Records for this task:

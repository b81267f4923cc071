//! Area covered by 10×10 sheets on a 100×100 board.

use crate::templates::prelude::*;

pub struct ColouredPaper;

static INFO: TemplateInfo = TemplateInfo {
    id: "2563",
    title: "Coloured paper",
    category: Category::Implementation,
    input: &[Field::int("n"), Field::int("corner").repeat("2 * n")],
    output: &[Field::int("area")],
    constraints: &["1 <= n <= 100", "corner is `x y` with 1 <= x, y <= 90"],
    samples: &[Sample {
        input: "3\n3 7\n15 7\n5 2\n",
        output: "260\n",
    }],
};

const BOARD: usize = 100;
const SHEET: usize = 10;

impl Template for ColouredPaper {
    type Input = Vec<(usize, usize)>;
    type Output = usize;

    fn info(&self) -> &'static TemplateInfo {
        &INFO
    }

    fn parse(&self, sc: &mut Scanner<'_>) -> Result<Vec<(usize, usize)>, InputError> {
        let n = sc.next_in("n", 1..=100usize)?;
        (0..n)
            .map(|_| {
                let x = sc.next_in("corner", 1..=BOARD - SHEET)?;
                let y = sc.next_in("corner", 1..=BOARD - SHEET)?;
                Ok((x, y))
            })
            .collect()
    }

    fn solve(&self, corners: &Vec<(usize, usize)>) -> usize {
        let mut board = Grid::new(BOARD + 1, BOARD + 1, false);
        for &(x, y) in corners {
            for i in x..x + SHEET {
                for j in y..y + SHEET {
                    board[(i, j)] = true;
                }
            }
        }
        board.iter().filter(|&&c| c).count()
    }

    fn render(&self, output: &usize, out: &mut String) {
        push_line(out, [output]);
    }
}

What is needed: From the line holding "for j in y..y" through the final line of the data above, copy every line exactly as written. Include nothing else.

Result:
                for j in y..y + SHEET {
                    board[(i, j)] = true;
                }
            }
        }
        board.iter().filter(|&&c| c).count()
    }

    fn render(&self, output: &usize, out: &mut String) {
        push_line(out, [output]);
    }
}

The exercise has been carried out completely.